== Exercise data ==

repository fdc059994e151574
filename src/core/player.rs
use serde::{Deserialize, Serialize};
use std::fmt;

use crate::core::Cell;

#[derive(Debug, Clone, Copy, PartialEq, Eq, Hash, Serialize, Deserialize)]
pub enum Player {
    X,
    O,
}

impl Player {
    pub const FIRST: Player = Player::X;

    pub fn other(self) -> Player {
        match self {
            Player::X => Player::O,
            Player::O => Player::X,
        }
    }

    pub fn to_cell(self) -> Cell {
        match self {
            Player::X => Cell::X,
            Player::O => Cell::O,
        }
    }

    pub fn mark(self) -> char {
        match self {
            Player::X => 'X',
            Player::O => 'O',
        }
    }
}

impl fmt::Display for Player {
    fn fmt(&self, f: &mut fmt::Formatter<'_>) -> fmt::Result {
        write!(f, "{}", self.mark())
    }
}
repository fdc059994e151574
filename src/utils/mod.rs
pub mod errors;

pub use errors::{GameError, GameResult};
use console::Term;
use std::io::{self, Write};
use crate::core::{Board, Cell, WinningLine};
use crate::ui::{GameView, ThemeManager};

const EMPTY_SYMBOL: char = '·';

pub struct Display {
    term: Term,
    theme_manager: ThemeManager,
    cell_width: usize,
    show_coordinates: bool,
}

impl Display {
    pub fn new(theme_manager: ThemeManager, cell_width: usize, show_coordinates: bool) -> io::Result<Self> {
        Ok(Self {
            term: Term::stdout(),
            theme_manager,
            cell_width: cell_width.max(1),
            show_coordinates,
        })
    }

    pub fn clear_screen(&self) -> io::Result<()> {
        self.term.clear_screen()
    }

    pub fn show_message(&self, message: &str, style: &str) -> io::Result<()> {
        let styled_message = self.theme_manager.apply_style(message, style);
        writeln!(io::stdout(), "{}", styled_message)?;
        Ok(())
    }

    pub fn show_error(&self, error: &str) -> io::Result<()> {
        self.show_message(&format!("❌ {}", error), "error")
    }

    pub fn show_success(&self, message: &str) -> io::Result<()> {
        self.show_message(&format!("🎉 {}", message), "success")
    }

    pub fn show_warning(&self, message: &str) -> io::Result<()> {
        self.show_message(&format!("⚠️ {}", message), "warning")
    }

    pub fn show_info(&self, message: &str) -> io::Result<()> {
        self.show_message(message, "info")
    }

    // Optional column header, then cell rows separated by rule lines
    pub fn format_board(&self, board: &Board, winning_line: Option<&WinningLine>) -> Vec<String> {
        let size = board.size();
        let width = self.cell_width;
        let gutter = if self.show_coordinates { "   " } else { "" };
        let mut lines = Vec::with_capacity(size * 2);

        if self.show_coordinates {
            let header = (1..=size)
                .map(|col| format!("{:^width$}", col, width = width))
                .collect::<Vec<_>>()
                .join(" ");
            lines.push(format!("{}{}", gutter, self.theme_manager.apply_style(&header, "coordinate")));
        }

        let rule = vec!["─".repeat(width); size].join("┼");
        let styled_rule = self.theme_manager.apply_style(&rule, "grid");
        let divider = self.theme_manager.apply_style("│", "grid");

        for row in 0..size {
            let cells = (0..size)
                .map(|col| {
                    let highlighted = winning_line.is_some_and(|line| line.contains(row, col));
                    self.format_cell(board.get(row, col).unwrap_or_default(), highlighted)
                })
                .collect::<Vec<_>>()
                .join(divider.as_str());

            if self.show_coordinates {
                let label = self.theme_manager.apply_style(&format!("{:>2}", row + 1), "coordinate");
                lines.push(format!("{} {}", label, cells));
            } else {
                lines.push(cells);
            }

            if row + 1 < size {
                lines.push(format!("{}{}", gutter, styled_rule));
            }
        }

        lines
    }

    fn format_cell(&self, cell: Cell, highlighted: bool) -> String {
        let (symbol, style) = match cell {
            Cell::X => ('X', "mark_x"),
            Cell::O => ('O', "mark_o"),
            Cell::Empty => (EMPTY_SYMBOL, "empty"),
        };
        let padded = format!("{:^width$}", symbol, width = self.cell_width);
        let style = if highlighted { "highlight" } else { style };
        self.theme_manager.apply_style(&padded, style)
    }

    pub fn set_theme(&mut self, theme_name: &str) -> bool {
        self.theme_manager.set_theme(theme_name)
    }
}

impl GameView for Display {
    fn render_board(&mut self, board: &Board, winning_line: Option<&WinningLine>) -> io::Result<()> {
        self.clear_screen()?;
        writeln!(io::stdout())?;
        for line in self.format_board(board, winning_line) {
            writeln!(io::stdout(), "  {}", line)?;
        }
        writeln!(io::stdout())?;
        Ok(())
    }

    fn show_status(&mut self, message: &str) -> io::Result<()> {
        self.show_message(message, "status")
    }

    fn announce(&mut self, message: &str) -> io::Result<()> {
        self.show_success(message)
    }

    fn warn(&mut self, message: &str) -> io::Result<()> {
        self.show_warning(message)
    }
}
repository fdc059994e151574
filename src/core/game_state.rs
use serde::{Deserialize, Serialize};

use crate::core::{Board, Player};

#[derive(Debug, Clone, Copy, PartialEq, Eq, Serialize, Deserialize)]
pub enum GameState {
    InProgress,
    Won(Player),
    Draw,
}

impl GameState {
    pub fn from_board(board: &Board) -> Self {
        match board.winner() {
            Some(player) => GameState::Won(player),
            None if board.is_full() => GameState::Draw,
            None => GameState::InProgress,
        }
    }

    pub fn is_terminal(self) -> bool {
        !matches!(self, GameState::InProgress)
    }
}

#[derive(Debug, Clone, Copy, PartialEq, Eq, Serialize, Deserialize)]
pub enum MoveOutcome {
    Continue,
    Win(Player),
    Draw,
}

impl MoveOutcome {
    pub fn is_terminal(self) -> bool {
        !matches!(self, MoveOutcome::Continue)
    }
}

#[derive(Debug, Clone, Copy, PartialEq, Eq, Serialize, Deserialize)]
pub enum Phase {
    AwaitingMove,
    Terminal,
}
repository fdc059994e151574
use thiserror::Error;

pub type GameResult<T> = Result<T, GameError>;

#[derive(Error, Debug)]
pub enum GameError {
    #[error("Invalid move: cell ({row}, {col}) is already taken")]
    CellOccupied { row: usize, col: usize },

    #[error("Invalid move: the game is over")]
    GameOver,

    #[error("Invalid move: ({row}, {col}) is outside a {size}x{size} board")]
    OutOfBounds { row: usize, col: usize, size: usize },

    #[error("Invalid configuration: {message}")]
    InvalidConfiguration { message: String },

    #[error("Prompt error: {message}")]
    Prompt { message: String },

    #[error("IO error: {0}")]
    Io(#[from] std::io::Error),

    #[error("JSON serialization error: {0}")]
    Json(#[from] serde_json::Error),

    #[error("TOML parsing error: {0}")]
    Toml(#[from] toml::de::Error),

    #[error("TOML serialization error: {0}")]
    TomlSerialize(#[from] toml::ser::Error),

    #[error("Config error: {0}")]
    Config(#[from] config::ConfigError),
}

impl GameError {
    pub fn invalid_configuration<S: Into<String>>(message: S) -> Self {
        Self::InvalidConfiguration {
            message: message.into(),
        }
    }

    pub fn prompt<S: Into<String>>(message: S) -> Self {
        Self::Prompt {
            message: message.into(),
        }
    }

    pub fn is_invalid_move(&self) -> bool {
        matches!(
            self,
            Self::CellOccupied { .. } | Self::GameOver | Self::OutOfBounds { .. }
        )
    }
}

===

Try it> The lines that contain the word "else" are wanted; copy each of them from the records.

Your solution>
        let gutter = if self.show_coordinates { "   " } else { "" };
            } else {
        let style = if highlighted { "highlight" } else { style };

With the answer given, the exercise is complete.